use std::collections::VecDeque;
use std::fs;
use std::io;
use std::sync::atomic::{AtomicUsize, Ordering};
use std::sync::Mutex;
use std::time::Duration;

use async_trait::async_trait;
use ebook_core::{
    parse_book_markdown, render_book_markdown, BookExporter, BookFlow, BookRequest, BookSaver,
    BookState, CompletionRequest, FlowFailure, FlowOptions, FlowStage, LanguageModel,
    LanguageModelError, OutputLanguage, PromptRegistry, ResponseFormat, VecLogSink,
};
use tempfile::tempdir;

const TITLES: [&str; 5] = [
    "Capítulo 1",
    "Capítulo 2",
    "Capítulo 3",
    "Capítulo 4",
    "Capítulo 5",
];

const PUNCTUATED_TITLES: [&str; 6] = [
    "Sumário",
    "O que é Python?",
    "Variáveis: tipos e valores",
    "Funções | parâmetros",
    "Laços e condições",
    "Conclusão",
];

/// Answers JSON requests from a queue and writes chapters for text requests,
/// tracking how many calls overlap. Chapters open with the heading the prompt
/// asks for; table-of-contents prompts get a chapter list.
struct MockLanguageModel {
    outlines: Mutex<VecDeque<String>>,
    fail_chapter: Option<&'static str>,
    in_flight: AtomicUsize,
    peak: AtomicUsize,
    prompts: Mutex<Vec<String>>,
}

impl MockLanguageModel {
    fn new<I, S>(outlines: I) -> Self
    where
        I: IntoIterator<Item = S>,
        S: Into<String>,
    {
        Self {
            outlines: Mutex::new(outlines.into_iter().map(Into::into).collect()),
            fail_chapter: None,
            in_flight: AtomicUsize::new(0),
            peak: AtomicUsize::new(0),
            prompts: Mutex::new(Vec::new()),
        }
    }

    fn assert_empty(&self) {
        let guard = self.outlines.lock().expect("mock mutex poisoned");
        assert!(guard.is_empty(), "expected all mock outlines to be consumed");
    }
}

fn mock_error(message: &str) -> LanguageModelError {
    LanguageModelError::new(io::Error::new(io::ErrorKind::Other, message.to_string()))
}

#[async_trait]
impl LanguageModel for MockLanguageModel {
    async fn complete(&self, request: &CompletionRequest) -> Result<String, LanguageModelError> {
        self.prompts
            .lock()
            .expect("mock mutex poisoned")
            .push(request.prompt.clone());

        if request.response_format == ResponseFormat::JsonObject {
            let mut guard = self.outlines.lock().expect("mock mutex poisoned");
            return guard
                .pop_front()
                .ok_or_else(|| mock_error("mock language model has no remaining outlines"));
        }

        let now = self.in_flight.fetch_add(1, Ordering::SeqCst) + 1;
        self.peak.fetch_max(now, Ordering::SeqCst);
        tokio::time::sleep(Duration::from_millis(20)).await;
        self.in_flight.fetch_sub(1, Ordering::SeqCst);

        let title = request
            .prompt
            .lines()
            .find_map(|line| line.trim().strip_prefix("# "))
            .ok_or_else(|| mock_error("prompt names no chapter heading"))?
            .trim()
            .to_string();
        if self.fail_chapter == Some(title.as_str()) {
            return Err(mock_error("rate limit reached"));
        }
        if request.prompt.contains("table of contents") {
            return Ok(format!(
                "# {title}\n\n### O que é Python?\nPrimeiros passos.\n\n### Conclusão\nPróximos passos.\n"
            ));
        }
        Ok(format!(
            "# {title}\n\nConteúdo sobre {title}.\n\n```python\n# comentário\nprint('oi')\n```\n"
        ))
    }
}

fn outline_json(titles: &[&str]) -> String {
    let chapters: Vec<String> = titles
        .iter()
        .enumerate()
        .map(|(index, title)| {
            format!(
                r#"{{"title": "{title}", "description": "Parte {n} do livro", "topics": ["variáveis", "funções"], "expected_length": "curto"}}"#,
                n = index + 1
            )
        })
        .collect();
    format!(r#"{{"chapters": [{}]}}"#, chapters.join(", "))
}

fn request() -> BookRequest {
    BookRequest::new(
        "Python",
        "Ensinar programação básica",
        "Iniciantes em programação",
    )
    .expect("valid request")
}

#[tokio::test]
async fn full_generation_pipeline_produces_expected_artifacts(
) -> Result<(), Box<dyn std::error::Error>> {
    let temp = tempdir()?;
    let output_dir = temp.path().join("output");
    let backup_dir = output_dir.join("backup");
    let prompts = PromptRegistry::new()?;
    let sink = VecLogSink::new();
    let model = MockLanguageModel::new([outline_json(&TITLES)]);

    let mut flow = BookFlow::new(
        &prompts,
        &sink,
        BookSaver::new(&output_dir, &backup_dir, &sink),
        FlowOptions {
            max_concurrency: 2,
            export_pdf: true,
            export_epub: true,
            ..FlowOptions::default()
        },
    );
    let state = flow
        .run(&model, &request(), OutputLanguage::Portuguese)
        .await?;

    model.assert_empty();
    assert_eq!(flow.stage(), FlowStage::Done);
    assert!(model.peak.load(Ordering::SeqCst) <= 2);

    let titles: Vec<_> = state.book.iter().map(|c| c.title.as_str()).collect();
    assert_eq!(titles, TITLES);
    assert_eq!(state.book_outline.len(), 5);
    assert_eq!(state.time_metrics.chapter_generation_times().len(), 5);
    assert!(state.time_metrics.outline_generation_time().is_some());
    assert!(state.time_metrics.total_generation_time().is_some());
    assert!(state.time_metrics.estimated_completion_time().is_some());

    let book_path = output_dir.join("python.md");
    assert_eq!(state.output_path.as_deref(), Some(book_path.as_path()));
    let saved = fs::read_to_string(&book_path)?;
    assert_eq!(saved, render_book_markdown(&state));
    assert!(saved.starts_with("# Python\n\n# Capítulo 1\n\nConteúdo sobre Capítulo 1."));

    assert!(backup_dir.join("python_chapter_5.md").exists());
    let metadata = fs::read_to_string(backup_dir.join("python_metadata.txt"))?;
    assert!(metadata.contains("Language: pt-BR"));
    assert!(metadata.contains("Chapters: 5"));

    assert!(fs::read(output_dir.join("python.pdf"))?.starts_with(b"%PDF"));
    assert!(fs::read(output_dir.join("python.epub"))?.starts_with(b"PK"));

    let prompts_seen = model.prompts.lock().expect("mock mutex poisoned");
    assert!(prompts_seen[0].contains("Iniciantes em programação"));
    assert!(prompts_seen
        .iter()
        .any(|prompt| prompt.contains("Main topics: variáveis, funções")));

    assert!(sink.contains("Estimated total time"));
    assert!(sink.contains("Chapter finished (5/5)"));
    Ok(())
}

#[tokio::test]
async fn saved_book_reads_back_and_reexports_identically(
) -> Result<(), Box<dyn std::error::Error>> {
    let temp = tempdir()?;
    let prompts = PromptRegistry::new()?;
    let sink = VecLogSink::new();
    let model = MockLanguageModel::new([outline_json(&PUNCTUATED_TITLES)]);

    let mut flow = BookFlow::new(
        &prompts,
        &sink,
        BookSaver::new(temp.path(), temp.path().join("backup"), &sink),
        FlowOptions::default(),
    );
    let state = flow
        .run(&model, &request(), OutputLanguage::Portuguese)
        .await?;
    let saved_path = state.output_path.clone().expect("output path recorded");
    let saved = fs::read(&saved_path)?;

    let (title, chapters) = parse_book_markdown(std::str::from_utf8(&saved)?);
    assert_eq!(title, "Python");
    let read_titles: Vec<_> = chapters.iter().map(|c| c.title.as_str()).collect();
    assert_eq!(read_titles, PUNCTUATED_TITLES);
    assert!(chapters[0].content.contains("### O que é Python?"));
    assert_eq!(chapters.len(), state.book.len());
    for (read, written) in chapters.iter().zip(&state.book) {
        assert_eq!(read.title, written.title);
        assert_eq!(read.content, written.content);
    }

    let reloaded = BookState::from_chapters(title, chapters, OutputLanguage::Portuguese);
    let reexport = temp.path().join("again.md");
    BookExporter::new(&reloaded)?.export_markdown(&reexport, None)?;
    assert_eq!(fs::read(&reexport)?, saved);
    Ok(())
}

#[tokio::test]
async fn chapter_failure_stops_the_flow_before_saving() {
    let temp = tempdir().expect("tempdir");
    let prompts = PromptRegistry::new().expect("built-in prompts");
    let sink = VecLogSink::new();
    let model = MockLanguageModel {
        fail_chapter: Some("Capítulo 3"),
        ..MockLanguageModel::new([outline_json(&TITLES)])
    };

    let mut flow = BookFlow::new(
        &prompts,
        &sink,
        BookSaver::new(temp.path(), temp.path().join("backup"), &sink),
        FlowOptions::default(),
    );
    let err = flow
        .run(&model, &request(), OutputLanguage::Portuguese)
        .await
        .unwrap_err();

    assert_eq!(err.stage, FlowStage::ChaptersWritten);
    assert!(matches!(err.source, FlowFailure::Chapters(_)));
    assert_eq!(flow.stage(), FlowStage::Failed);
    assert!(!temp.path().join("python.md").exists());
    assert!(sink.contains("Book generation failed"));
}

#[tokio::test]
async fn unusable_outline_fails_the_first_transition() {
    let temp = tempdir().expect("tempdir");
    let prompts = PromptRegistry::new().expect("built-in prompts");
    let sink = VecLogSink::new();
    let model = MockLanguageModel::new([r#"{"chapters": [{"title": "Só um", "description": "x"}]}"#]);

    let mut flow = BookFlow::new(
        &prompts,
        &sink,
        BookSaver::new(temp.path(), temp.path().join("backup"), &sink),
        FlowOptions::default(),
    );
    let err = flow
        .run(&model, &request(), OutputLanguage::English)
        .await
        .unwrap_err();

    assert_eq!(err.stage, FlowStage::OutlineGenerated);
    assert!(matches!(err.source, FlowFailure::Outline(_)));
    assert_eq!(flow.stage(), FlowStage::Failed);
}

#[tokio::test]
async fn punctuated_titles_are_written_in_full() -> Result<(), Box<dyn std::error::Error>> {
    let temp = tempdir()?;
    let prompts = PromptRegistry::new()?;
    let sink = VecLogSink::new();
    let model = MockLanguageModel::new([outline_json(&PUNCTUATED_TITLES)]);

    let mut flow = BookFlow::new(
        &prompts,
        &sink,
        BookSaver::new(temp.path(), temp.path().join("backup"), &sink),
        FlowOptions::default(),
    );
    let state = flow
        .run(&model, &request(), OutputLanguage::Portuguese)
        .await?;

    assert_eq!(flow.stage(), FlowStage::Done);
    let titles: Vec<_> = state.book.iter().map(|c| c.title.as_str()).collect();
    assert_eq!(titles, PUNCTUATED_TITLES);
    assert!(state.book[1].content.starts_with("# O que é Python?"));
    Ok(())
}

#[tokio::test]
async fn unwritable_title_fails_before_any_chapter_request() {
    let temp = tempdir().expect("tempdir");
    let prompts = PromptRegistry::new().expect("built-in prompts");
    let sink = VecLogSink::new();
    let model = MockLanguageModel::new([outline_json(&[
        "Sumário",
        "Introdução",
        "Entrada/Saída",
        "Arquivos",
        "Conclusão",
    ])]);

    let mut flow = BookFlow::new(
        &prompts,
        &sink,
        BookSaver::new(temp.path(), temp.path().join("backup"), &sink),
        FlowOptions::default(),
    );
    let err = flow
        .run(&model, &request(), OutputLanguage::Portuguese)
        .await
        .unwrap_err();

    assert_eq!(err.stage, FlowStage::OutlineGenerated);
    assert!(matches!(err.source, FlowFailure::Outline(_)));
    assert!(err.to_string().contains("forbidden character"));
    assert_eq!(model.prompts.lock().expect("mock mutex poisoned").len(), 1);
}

* Task to carry out *
Pull out all lines from the entries above that include the word "trim".

* Output *
            .find_map(|line| line.trim().strip_prefix("# "))
            .trim()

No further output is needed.